Whoooaaah.  Slow down a minute.

I mean, I know it’s December – and [like every other month] it can be super hectic!

Buuut, let’s just recall for a moment who lets it get that way?

Christmas programs, parties, gifts to buy… people to see… family to please.  The list goes on and on.

It can bog us down – to no end.  (Especially if you’re not exercising or eating right – so this is your friendly reminder of all of the reasons to STAY on track!)

We are doing a Jesse tree this year… It’s something I’ve wanted to do for Advent for about 5 years, and I just haven’t made it a priority.  Hey, I’m just being honest – because that’s the Truth really… I mean, I have OTHER excuses – but ultimately it was because I didn’t MAKE it happen, and put it at the top of my list.

Shame on me.

It’s the little things now and then that we do that make us feel like we really ARE making progress in life, vs. standing still with a crazy life moving all around us.  Finally doing the Jesse tree made me feel like I made some progress!

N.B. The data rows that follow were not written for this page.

/// Query parameters for a property search
pub(crate) fn filter_query(filter: &PropertyFilter) -> Query {
    let mut query: Query = vec![("select", PROPERTY_SELECT.to_string())];

    if let Some(location) = filter.location.as_deref().map(str::trim).filter(|l| !l.is_empty()) {
        query.push(("location", format!("ilike.*{location}*")));
    }
    if let Some(property_type) = filter.property_type {
        query.push(("type", eq(property_type.as_str())));
    }
    if let Some(min) = filter.min_price {
        query.push(("price", format!("gte.{min}")));
    }
    if let Some(max) = filter.max_price {
        query.push(("price", format!("lte.{max}")));
    }
    if let Some(min) = filter.min_bedrooms {
        query.push(("bedrooms", format!("gte.{min}")));
    }
    if let Some(status) = filter.availability {
        query.push(("availability_status", eq(status.as_str())));
    }
    if !filter.professional_domains.is_empty() {
        query.push(("professional_domains", format!("ov.{}", pg_array(&filter.professional_domains))));
    }
    if !filter.interests.is_empty() {
        query.push(("interests", format!("ov.{}", pg_array(&filter.interests))));
    }
    if !filter.amenities.is_empty() {
        query.push(("amenities", format!("cs.{}", pg_array(&filter.amenities))));
    }

    query.push(newest_first());
    if let Some(limit) = filter.limit {
        query.push(("limit", limit.to_string()));
    }
    query
}

fn sorted(mut properties: Vec<Property>) -> Vec<Property> {
    for property in &mut properties {
        property.sort_images();
    }
    properties
}

#[async_trait]
impl PropertyStore for RestStore {
    async fn get_property(&self, id: Uuid) -> StoreResult<Option<Property>> {
        let property: Option<Property> = self
            .select_first(
                "properties",
                vec![("select", PROPERTY_SELECT.to_string()), ("id", eq(id))],
            )
            .await?;
        Ok(property.map(|mut p| {
            p.sort_images();
            p
        }))
    }

    async fn search_properties(&self, filter: &PropertyFilter) -> StoreResult<Vec<Property>> {
        let properties = self.select("properties", &filter_query(filter)).await?;
        Ok(sorted(properties))
    }

    async fn properties_by_provider(&self, provider_id: Uuid) -> StoreResult<Vec<Property>> {
        let query = vec![
            ("select", PROPERTY_SELECT.to_string()),
            ("rent_provider_id", eq(provider_id)),
            newest_first(),
        ];
        Ok(sorted(self.select("properties", &query).await?))
    }

    async fn insert_property(
        &self,
        property: NewProperty,
        images: Vec<String>,
    ) -> StoreResult<Property> {
        let mut created: Property = self.insert_one("properties", &property, &Vec::new()).await?;

        if !images.is_empty() {
            let rows: Vec<PropertyImageRow<'_>> = images
                .iter()
                .zip(0..)
                .map(|(image_url, display_order)| PropertyImageRow {
                    property_id: created.id,
                    image_url,
                    display_order,
                })
                .collect();
            created.images = self.insert("property_images", &rows, &Vec::new()).await?;
            created.sort_images();
        }

        Ok(created)
    }

    async fn update_availability(
        &self,
        id: Uuid,
        status: AvailabilityStatus,
    ) -> StoreResult<Property> {
        let mut property: Property = self
            .update_one(
                "properties",
                "property",
                id,
                vec![("select", PROPERTY_SELECT.to_string())],
                &json!({ "availability_status": status }),
            )
            .await?;
        property.sort_images();
        Ok(property)
    }

    async fn update_property(&self, id: Uuid, update: &PropertyUpdate) -> StoreResult<Property> {
        let mut property: Property = self
            .update_one(
                "properties",
                "property",
                id,
                vec![("select", PROPERTY_SELECT.to_string())],
                update,
            )
            .await?;
        property.sort_images();
        Ok(property)
    }

    async fn delete_property(&self, id: Uuid) -> StoreResult<bool> {
        Ok(self.delete("properties", &vec![("id", eq(id))]).await? > 0)
    }
}

#[async_trait]
impl ProfileStore for RestStore {
    async fn get_profile(&self, id: Uuid) -> StoreResult<Option<Profile>> {
        self.select_first("profiles", vec![("id", eq(id))]).await
    }

    async fn update_profile(&self, id: Uuid, update: &ProfileUpdate) -> StoreResult<Profile> {
        self.update_one("profiles", "profile", id, Vec::new(), update)
            .await
    }
}

#[async_trait]
impl BookingStore for RestStore {
    async fn insert_booking(&self, booking: NewBooking) -> StoreResult<Booking> {
        self.insert_one("bookings", &booking, &Vec::new()).await
    }

    async fn overlapping_bookings(
        &self,
        property_id: Uuid,
        start: NaiveDate,
        end: NaiveDate,
    ) -> StoreResult<Vec<Booking>> {
        let query = vec![
            ("property_id", eq(property_id)),
            ("status", format!("neq.{}", BookingStatus::Cancelled)),
            ("start_date", format!("lt.{end}")),
            ("end_date", format!("gt.{start}")),
        ];
        self.select("bookings", &query).await
    }

    async fn get_booking_details(&self, id: Uuid) -> StoreResult<Option<BookingDetails>> {
        self.select_first(
            "bookings",
            vec![("select", BOOKING_DETAILS_SELECT.to_string()), ("id", eq(id))],
        )
        .await
    }

    async fn update_booking_status(
        &self,
        id: Uuid,
        status: BookingStatus,
    ) -> StoreResult<Booking> {
        self.update_one("bookings", "booking", id, Vec::new(), &json!({ "status": status }))
            .await
    }

    async fn bookings_for_user(&self, user_id: Uuid) -> StoreResult<Vec<BookingDetails>> {
        let query = vec![
            ("select", BOOKING_DETAILS_SELECT.to_string()),
            ("user_id", eq(user_id)),
            newest_first(),
        ];
        self.select("bookings", &query).await
    }

    async fn bookings_for_provider(&self, provider_id: Uuid) -> StoreResult<Vec<BookingDetails>> {
        let query = vec![
            ("select", BOOKING_DETAILS_SELECT.to_string()),
            ("rent_provider_id", eq(provider_id)),
            newest_first(),
        ];
        self.select("bookings", &query).await
    }
}

#[async_trait]
impl ReviewStore for RestStore {
    async fn find_review(&self, user_id: Uuid, property_id: Uuid) -> StoreResult<Option<Review>> {
        self.select_first(
            "reviews",
            vec![("property_id", eq(property_id)), ("user_id", eq(user_id))],
        )
        .await
    }

    async fn insert_review(&self, review: NewReview) -> StoreResult<Review> {
        self.insert_one("reviews", &review, &Vec::new()).await
    }

    async fn update_review(
        &self,
        id: Uuid,
        rating: Rating,
        comment: Option<String>,
    ) -> StoreResult<Review> {
        let body = json!({
            "rating": rating,
            "comment": comment,
            "updated_at": Utc::now(),
        });
        self.update_one("reviews", "review", id, Vec::new(), &body)
            .await
    }

    async fn reviews_for_property(&self, property_id: Uuid) -> StoreResult<Vec<Review>> {
        let query = vec![("property_id", eq(property_id)), newest_first()];
        self.select("reviews", &query).await
    }
}

#[async_trait]
impl FavoriteStore for RestStore {
    async fn add_favorite(&self, user_id: Uuid, property_id: Uuid) -> StoreResult<()> {
        let _: Favorite = self
            .insert_one(
                "favorites",
                &Favorite {
                    user_id,
                    property_id,
                },
                &Vec::new(),
            )
            .await?;
        Ok(())
    }

    async fn remove_favorite(&self, user_id: Uuid, property_id: Uuid) -> StoreResult<bool> {
        let query = vec![("user_id", eq(user_id)), ("property_id", eq(property_id))];
        Ok(self.delete("favorites", &query).await? > 0)
    }

    async fn is_favorite(&self, user_id: Uuid, property_id: Uuid) -> StoreResult<bool> {
        let row: Option<Value> = self
            .select_first(
                "favorites",
                vec![
                    ("select", "property_id".to_string()),
                    ("user_id", eq(user_id)),
                    ("property_id", eq(property_id)),
                ],
            )
            .await?;
        Ok(row.is_some())
    }

    async fn favorite_properties(&self, user_id: Uuid) -> StoreResult<Vec<Property>> {
        let query = vec![
            ("select", FAVORITE_SELECT.to_string()),
            ("user_id", eq(user_id)),
        ];
        let rows: Vec<FavoriteRow> = self.select("favorites", &query).await?;
        Ok(sorted(rows.into_iter().filter_map(|row| row.properties).collect()))
    }
}

#[async_trait]
impl NotificationStore for RestStore {
    async fn notifications_for_user(&self, user_id: Uuid) -> StoreResult<Vec<Notification>> {
        let query = vec![("user_id", eq(user_id)), newest_first()];
        self.select("notifications", &query).await
    }

    async fn mark_notification_read(&self, user_id: Uuid, id: Uuid) -> StoreResult<bool> {
        let query = vec![("id", eq(id)), ("user_id", eq(user_id))];
        let rows: Vec<Value> = self
            .update("notifications", &query, &json!({ "is_read": true }))
            .await?;
        Ok(!rows.is_empty())
    }

    async fn mark_all_notifications_read(&self, user_id: Uuid) -> StoreResult<u64> {
        let query = vec![("user_id", eq(user_id)), ("is_read", eq(false))];
        let rows: Vec<Value> = self
            .update("notifications", &query, &json!({ "is_read": true }))
            .await?;
        Ok(rows.len() as u64)
    }
}

#[async_trait]
impl OutboxStore for RestStore {
    async fn enqueue_email(&self, message: NewOutboxMessage) -> StoreResult<OutboxMessage> {
        self.insert_one(OUTBOX_TABLE, &message, &Vec::new()).await
    }

    async fn due_emails(
        &self,
        limit: usize,
        max_attempts: u32,
        pending_before: DateTime<Utc>,
    ) -> StoreResult<Vec<OutboxMessage>> {
        let cutoff = pending_before.to_rfc3339_opts(SecondsFormat::Millis, true);
        let query = vec![
            ("attempts", format!("lt.{max_attempts}")),
            (
                "or",
                format!(
                    "(status.eq.{},and(status.eq.{},created_at.lt.\"{cutoff}\"))",
                    DeliveryStatus::Failed.as_str(),
                    DeliveryStatus::Pending.as_str(),
                ),
            ),
            ("order", "created_at.asc".to_string()),
            ("limit", limit.to_string()),
        ];
        self.select(OUTBOX_TABLE, &query).await
    }

    async fn mark_email_sent(&self, id: Uuid, attempts: u32) -> StoreResult<()> {
        let body = json!({
            "status": DeliveryStatus::Sent,
            "attempts": attempts,
            "last_error": null,
            "updated_at": Utc::now(),
        });
        let _: OutboxMessage = self
            .update_one(OUTBOX_TABLE, "outbox message", id, Vec::new(), &body)
            .await?;
        Ok(())
    }

    async fn mark_email_failed(&self, id: Uuid, attempts: u32, error: &str) -> StoreResult<()> {
        let body = json!({
            "status": DeliveryStatus::Failed,
            "attempts": attempts,
            "last_error": error,
            "updated_at": Utc::now(),
        });
        let _: OutboxMessage = self
            .update_one(OUTBOX_TABLE, "outbox message", id, Vec::new(), &body)
            .await?;
        Ok(())
    }
}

I just wanted us to stop and take a moment to think about when we hear God.  Is it in the busy times … the go, go, go?  Or can we even HEAR Him during those times?  I mean, sure you’re doing a quick devotional here, thanking Him for your food there…

But truly.

Are you able to SIT in quiet?  And think?  Pray?  Listen…

What is God telling you?

Several ago when my mom was sick with her cancer, I spent a lot of time on the phone with her.  Time I’ll never regret because I know it was medicine for her, and it was healing for our relationship.  But at the time, it was taking a lot of my “free time” at a time that I didn’t have any free time.  Balls in my life were falling all over the place – as I struggled to juggle them all.

Something had. to. give.

So I prayed.  Lord, WHAT do I need to do?

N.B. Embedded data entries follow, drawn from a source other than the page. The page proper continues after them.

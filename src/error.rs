//! Error types for store access, notification delivery and marketplace operations.

use crate::models::{AvailabilityStatus, BookingStatus};
use chrono::NaiveDate;
use thiserror::Error;
use uuid::Uuid;

/// Failures talking to the backing store.
#[derive(Debug, Error)]
pub enum StoreError {
    /// The request never produced a response.
    #[error("store request failed: {0}")]
    Transport(String),

    /// The store answered with a non-success status.
    #[error("store error (status {status}): {message}")]
    Api {
        /// HTTP status code
        status: u16,
        /// Message reported by the store
        message: String,
    },

    /// A row did not have the expected shape.
    #[error("failed to decode {table} rows: {source}")]
    Decode {
        /// Table the rows came from
        table: &'static str,
        /// Underlying serde error
        #[source]
        source: serde_json::Error,
    },

    /// A write targeted a row that does not exist.
    #[error("{entity} {id} not found")]
    NotFound {
        /// Entity kind
        entity: &'static str,
        /// Row identifier
        id: Uuid,
    },

    /// A uniqueness or exclusion constraint rejected the write.
    #[error("conflict: {0}")]
    Conflict(String),
}

impl From<reqwest::Error> for StoreError {
    fn from(err: reqwest::Error) -> Self {
        Self::Transport(err.to_string())
    }
}

/// Failures delivering a notification email.
#[derive(Debug, Error, Clone, PartialEq)]
pub enum NotifyError {
    #[error("mail request failed: {0}")]
    Transport(String),

    #[error("mail endpoint rejected the message (status {status}): {message}")]
    Rejected { status: u16, message: String },
}

impl From<reqwest::Error> for NotifyError {
    fn from(err: reqwest::Error) -> Self {
        Self::Transport(err.to_string())
    }
}

/// Business rules a request violated.
#[derive(Debug, Error, Clone, PartialEq)]
pub enum Rejection {
    #[error("end date {end} is before start date {start}")]
    InvalidDateRange { start: NaiveDate, end: NaiveDate },

    #[error("property {0} not found")]
    PropertyNotFound(Uuid),

    #[error("property is {0}, not available")]
    PropertyUnavailable(AvailabilityStatus),

    #[error("property {0} has no rent provider")]
    MissingProvider(Uuid),

    #[error("rent providers cannot book properties")]
    ProvidersCannotBook,

    #[error("rent providers cannot review properties")]
    ProvidersCannotReview,

    #[error("only rent providers can list properties")]
    NotAProvider,

    #[error("property {0} belongs to another provider")]
    NotOwner(Uuid),

    #[error("booking {0} not found")]
    BookingNotFound(Uuid),

    #[error("booking {0} belongs to another provider")]
    NotBookingProvider(Uuid),

    #[error("bookings can only be confirmed or cancelled, not set to {0}")]
    InvalidTargetStatus(BookingStatus),

    #[error("booking cannot move from {from} to {to}")]
    TransitionNotAllowed {
        from: BookingStatus,
        to: BookingStatus,
    },

    #[error("property already has a booking overlapping {start} to {end}")]
    OverlappingBooking { start: NaiveDate, end: NaiveDate },

    #[error("{0}")]
    InvalidRating(String),
}

/// Error returned by every marketplace operation.
#[derive(Debug, Error)]
pub enum ServiceError {
    #[error("request rejected: {0}")]
    Rejected(#[from] Rejection),

    #[error(transparent)]
    Store(#[from] StoreError),
}

impl ServiceError {
    /// Message safe to show to end users.
    ///
    /// Every failure maps to the same generic text; details go to the logs.
    pub fn user_message(&self) -> &'static str {
        "Something went wrong. Please try again."
    }

    pub fn rejection(&self) -> Option<&Rejection> {
        match self {
            Self::Rejected(rejection) => Some(rejection),
            Self::Store(_) => None,
        }
    }
}

/// Result type alias for marketplace operations.
pub type Result<T> = std::result::Result<T, ServiceError>;

/// Invalid or missing configuration.
#[derive(Debug, Error, Clone, PartialEq)]
pub enum ConfigError {
    #[error("missing required environment variable {0}")]
    Missing(&'static str),

    #[error("invalid value {value:?} for {key}: {reason}")]
    Invalid {
        key: &'static str,
        value: String,
        reason: String,
    },
}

I specifically remember feeling so guilty about giving up the Christmas program for our kids.  I thought some how I was letting God down, or the kids down, or the church down, if we didn’t participate.

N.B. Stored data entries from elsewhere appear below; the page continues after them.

//! Configuration management.
//!
//! Loads configuration from environment variables (optionally seeded from a
//! `.env` file) with defaults for everything except the store credentials.

use crate::booking::{BookingPolicy, OverlapPolicy, TransitionPolicy};
use crate::error::ConfigError;
use std::str::FromStr;
use std::time::Duration;

/// Application configuration.
#[derive(Debug, Clone)]
pub struct AppConfig {
    pub store: StoreConfig,
    pub mailer: MailerConfig,
    pub branding: EmailBranding,
    pub booking: BookingPolicy,
    pub outbox: OutboxConfig,
}

/// Hosted REST backend connection.
#[derive(Debug, Clone)]
pub struct StoreConfig {
    /// Project URL, e.g. `https://project.example.co`
    pub url: String,
    /// Public API key sent as `apikey`
    pub api_key: String,
    /// User session token; the API key is used as bearer when absent
    pub access_token: Option<String>,
    pub timeout_secs: u64,
}

impl StoreConfig {
    pub fn timeout(&self) -> Duration {
        Duration::from_secs(self.timeout_secs)
    }
}

/// Send-email endpoint. Without an endpoint, emails are logged.
#[derive(Debug, Clone)]
pub struct MailerConfig {
    pub endpoint: Option<String>,
    pub timeout_secs: u64,
}

impl MailerConfig {
    pub fn timeout(&self) -> Duration {
        Duration::from_secs(self.timeout_secs)
    }
}

/// Values shared by all email templates.
#[derive(Debug, Clone, PartialEq)]
pub struct EmailBranding {
    /// Public URL of the web app, used for links
    pub app_url: String,
    pub brand_name: String,
}

impl Default for EmailBranding {
    fn default() -> Self {
        Self {
            app_url: "http://localhost:3000".to_string(),
            brand_name: "Smart house: your rental services".to_string(),
        }
    }
}

/// Outbox relay tuning.
#[derive(Debug, Clone, PartialEq)]
pub struct OutboxConfig {
    pub poll_interval_secs: u64,
    pub batch_size: usize,
    pub max_attempts: u32,
    /// Pending messages younger than this are left to their inline attempt
    pub pending_grace_secs: u64,
}

impl Default for OutboxConfig {
    fn default() -> Self {
        Self {
            poll_interval_secs: 60,
            batch_size: 50,
            max_attempts: 5,
            pending_grace_secs: 300,
        }
    }
}

impl AppConfig {
    /// Load from the process environment, reading `.env` first if present.
    ///
    /// # Errors
    ///
    /// Returns [`ConfigError`] when a required variable is missing or a value
    /// does not parse.
    pub fn from_env() -> Result<Self, ConfigError> {
        dotenvy::dotenv().ok();
        Self::from_lookup(|key| std::env::var(key).ok())
    }

    /// Load from an arbitrary key lookup.
    ///
    /// # Errors
    ///
    /// Same as [`AppConfig::from_env`].
    pub fn from_lookup<F>(lookup: F) -> Result<Self, ConfigError>
    where
        F: Fn(&str) -> Option<String>,
    {
        let vars = Vars(lookup);
        let branding_defaults = EmailBranding::default();
        let outbox_defaults = OutboxConfig::default();

        Ok(Self {
            store: StoreConfig {
                url: vars.required("RENTAL_STORE_URL")?,
                api_key: vars.required("RENTAL_STORE_API_KEY")?,
                access_token: vars.optional("RENTAL_STORE_ACCESS_TOKEN"),
                timeout_secs: vars.parsed("RENTAL_STORE_TIMEOUT_SECS", 30)?,
            },
            mailer: MailerConfig {
                endpoint: vars.optional("RENTAL_MAIL_ENDPOINT"),
                timeout_secs: vars.parsed("RENTAL_MAIL_TIMEOUT_SECS", 15)?,
            },
            branding: EmailBranding {
                app_url: vars
                    .optional("RENTAL_APP_URL")
                    .unwrap_or(branding_defaults.app_url),
                brand_name: vars
                    .optional("RENTAL_BRAND_NAME")
                    .unwrap_or(branding_defaults.brand_name),
            },
            booking: BookingPolicy {
                overlap: vars.parsed("RENTAL_OVERLAP_POLICY", OverlapPolicy::default())?,
                transitions: vars
                    .parsed("RENTAL_TRANSITION_POLICY", TransitionPolicy::default())?,
            },
            outbox: OutboxConfig {
                poll_interval_secs: vars
                    .parsed("RENTAL_OUTBOX_POLL_SECS", outbox_defaults.poll_interval_secs)?,
                batch_size: vars
                    .parsed("RENTAL_OUTBOX_BATCH_SIZE", outbox_defaults.batch_size)?,
                max_attempts: vars
                    .parsed("RENTAL_OUTBOX_MAX_ATTEMPTS", outbox_defaults.max_attempts)?,
                pending_grace_secs: vars
                    .parsed("RENTAL_OUTBOX_GRACE_SECS", outbox_defaults.pending_grace_secs)?,
            },
        })
    }
}

struct Vars<F>(F);

impl<F> Vars<F>
where
    F: Fn(&str) -> Option<String>,
{
    fn optional(&self, key: &str) -> Option<String> {
        (self.0)(key)
            .map(|value| value.trim().to_string())
            .filter(|value| !value.is_empty())
    }

    fn required(&self, key: &'static str) -> Result<String, ConfigError> {
        self.optional(key).ok_or(ConfigError::Missing(key))
    }

    fn parsed<T>(&self, key: &'static str, default: T) -> Result<T, ConfigError>
    where
        T: FromStr,
        T::Err: std::fmt::Display,
    {
        match self.optional(key) {
            Some(value) => value.parse().map_err(|e: T::Err| ConfigError::Invalid {
                key,
                reason: e.to_string(),
                value,
            }),
            None => Ok(default),
        }
    }
}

Yep.  I really thought that.  I over analyzed what everyone else was thinking if we didn’t participate too. (As if they were in the equation of what was going on in my heart – and in our family?)  Then, it was as if God just spoke right to my heart.

In the calmness of the time with Him, He said, “It’s ok, just let it go – spend time with Me, and make time for your Mom.”

Just like that.  He let me know that, while those things are nice – they aren’t what “makes” the season of celebrating Jesus’ birth.  [We could get rid of about 90% of the other stuff and then MAYBE we’d have a celebration worth giving Him glory.]

But for me, at that time – it was a huge answer to prayer!  It empowered me to no longer feel guilt about things that we weren’t called to at that time.  We aren’t “here” to please others – and we need not put that guilt on ourselves, when we not purposefully trying to be upsetting.  It’s not healthy!

Now, I still have plenty of other things I over analyze – don’t worry, I’m not perfect!!  But He has made so much progress in the way of NOT sweating the little things, for the sake of “people pleasing”.  If it’s not in His timing, or best for our family at “this time” – then we simply don’t do it.

We have to keep our health at the top of priorities, even in the busy seasons of life (and this includes STRESS!!) – or it will QUICKLY slip to the bottom of the list.  But who would let that happen?

Again… it’s YOU.

Pray and prioritize the way God’s word says we should.  What do you need to let go of?

Don’t let your food choices and exercise go by the wayside for the sake of “too busy” and “not enough time” – adjust your schedule, even NOW to put Him first!  After all, this season is about HIM!

This week’s Advent theme is PEACE.  May His peace be with you.

“Am I now trying to win the approval of men, or of God?  Or am I trying to please men?  

If I were still trying to please men, I would not be a servant of Christ.” – Galatians 1:10

Posted on December 7, 2011, in Truth. Bookmark the permalink. 1 Comment.

  1. Sara,
    I loved all the phone calls and all the laughter we shared. It was healing. I love you so much. I also love that you love God.